(Source data)
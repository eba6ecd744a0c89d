//! Great-circle initial bearing from the observer to a fixed target.
//!
//! The spherical formula
//!
//! ```text
//! bearing = atan2(sin Δlon, cos φ · tan φt − sin φ · cos Δlon)
//! ```
//!
//! is evaluated with its denominator rewritten as
//!
//! ```text
//! sin(φt − φ) / cos φt + 2 · sin φ · sin²(Δlon / 2)
//! ```
//!
//! where φ is the observer latitude, φt the target latitude and
//! Δlon = target longitude − observer longitude. Both terms go to zero as the
//! observer approaches the target. Everything runs on [`crate::trig`].

use crate::angle::{Angle, HALF_TURN, normalize};
use crate::settings::GeoCoordinate;
use crate::trig::{atan2_lookup, cos_lookup, div_ratio, mul_ratio, sin_lookup};

/// The Kaaba in Makkah (21.4233° N, 39.8254° E).
pub const KAABA: GeoCoordinate = GeoCoordinate::from_raw(3900, 7250);

/// Bearing from `observer` to `target`, clockwise from true north, in `[0, FULL_TURN)`.
///
/// When the geometry is degenerate (observer at the target or at its
/// antipode) every direction is equally valid and 0 is returned.
pub fn target_bearing(
    observer: GeoCoordinate,
    target: GeoCoordinate,
) -> Angle {
    let delta_lon = target.longitude().wrapping_sub(observer.longitude());
    let lat = observer.latitude();
    let target_lat = target.latitude();

    if observer == target || (lat == -target_lat && normalize(delta_lon) == HALF_TURN) {
        return 0;
    }

    let numerator = sin_lookup(delta_lon);
    let half_sin = sin_lookup(delta_lon / 2);
    let denominator = div_ratio(sin_lookup(target_lat - lat), cos_lookup(target_lat))
        + 2 * mul_ratio(sin_lookup(lat), mul_ratio(half_sin, half_sin));

    atan2_lookup(numerator, denominator)
}

/// Bearing from `observer` to the Kaaba.
#[inline]
pub fn qibla_bearing(observer: GeoCoordinate) -> Angle { target_bearing(observer, KAABA) }

// =============================================================================
// Tests
// =============================================================================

> [THE PROBLEM] Beginning with the very first line of the records above, please retype each line through the one that has "pub const KAABA: GeoCoordinate", and add nothing.

> [ANSWER FOR THIS EXERCISE]
repository eba6ecd744a0c89d
//! Great-circle initial bearing from the observer to a fixed target.
//!
//! The spherical formula
//!
//! ```text
//! bearing = atan2(sin Δlon, cos φ · tan φt − sin φ · cos Δlon)
//! ```
//!
//! is evaluated with its denominator rewritten as
//!
//! ```text
//! sin(φt − φ) / cos φt + 2 · sin φ · sin²(Δlon / 2)
//! ```
//!
//! where φ is the observer latitude, φt the target latitude and
//! Δlon = target longitude − observer longitude. Both terms go to zero as the
//! observer approaches the target. Everything runs on [`crate::trig`].

use crate::angle::{Angle, HALF_TURN, normalize};
use crate::settings::GeoCoordinate;
use crate::trig::{atan2_lookup, cos_lookup, div_ratio, mul_ratio, sin_lookup};

/// The Kaaba in Makkah (21.4233° N, 39.8254° E).
pub const KAABA: GeoCoordinate = GeoCoordinate::from_raw(3900, 7250);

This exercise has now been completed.